Data supplied:
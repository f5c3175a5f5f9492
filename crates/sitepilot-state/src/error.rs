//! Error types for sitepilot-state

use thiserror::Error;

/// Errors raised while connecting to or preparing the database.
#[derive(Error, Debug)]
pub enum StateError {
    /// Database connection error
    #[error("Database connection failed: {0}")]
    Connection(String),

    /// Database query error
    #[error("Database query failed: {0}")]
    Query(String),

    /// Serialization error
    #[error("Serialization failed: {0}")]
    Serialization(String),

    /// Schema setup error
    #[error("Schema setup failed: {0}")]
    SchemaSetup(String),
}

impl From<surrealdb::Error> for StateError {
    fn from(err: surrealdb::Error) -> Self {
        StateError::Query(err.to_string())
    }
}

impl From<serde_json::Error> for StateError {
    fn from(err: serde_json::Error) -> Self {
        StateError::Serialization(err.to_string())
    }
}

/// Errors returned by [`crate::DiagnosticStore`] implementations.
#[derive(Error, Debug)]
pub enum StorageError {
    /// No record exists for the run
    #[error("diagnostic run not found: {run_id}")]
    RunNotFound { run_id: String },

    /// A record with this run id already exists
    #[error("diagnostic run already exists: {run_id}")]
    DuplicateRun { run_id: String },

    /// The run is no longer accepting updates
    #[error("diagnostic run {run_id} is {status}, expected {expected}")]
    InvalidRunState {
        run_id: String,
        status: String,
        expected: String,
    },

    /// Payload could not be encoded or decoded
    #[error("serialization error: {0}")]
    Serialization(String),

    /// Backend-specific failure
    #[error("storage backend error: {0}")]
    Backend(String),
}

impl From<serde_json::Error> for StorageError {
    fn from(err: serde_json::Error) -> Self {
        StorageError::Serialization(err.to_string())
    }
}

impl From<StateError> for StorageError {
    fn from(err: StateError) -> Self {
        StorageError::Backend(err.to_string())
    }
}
--
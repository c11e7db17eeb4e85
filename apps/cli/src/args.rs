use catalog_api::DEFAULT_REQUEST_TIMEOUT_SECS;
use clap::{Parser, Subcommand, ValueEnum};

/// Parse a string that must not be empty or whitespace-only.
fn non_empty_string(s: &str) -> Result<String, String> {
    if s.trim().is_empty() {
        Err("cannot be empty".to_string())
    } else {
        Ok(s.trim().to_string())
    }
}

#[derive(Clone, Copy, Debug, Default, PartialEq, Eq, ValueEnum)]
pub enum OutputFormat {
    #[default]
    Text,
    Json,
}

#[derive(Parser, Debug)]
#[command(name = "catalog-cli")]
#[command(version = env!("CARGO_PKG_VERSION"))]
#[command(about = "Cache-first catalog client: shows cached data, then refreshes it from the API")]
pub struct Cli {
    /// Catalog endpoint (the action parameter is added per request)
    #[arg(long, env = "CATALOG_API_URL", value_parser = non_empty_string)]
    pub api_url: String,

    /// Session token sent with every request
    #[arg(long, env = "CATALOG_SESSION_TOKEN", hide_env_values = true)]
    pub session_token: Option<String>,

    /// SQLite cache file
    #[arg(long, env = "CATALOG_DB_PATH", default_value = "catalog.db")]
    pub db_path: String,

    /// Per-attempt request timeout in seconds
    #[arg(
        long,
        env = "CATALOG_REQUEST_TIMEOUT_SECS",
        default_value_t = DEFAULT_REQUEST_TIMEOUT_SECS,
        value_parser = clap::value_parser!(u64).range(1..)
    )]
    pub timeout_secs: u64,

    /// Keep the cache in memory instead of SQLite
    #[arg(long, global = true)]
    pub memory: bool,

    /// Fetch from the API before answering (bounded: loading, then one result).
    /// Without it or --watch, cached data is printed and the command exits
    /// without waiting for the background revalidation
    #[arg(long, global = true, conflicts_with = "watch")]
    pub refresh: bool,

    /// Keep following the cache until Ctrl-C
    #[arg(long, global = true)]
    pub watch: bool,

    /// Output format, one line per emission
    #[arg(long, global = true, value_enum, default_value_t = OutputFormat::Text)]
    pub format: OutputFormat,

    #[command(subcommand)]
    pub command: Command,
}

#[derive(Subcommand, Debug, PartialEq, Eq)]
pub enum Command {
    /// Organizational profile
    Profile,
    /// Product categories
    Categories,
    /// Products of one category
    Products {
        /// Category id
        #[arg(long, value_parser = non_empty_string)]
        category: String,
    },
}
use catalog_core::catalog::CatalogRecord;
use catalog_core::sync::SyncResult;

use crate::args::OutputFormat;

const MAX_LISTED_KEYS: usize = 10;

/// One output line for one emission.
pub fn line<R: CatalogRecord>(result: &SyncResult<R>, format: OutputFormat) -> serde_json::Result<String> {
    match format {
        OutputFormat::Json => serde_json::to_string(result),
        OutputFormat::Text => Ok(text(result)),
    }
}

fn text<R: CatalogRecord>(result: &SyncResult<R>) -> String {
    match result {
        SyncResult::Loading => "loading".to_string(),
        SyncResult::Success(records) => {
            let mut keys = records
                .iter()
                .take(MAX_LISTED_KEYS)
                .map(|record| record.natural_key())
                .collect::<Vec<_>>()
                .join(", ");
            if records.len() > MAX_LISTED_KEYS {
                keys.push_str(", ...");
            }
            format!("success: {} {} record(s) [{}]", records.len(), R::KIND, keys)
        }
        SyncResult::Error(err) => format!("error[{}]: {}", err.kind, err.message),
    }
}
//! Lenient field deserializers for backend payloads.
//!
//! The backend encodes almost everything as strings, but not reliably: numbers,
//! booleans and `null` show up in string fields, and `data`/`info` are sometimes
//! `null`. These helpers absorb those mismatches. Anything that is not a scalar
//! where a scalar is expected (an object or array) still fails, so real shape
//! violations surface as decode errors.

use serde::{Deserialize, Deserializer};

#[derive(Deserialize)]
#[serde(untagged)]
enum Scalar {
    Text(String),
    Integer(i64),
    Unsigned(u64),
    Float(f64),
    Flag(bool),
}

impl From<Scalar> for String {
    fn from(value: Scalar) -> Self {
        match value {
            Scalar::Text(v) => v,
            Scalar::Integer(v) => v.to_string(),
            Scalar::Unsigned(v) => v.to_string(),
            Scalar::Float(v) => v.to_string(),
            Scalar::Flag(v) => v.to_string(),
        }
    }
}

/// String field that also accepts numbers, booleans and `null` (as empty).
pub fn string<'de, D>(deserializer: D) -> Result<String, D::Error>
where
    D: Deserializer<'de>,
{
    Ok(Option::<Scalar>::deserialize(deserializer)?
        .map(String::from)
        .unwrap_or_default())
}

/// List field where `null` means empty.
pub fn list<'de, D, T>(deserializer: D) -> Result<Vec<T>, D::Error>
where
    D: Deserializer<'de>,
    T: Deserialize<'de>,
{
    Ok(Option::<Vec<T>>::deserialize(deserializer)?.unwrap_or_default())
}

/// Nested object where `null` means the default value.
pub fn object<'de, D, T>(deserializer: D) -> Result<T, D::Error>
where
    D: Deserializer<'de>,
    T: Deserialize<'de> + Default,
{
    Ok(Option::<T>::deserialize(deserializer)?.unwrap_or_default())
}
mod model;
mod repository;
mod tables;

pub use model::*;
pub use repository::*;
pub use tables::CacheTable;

Task details: Find the line with "records.len(), R::KIND, keys)" in the material above. Reproduce it and each line after it up to and including the line with "not a scalar".

Expected answer:
            format!("success: {} {} record(s) [{}]", records.len(), R::KIND, keys)
        }
        SyncResult::Error(err) => format!("error[{}]: {}", err.kind, err.message),
    }
}
//! Lenient field deserializers for backend payloads.
//!
//! The backend encodes almost everything as strings, but not reliably: numbers,
//! booleans and `null` show up in string fields, and `data`/`info` are sometimes
//! `null`. These helpers absorb those mismatches. Anything that is not a scalar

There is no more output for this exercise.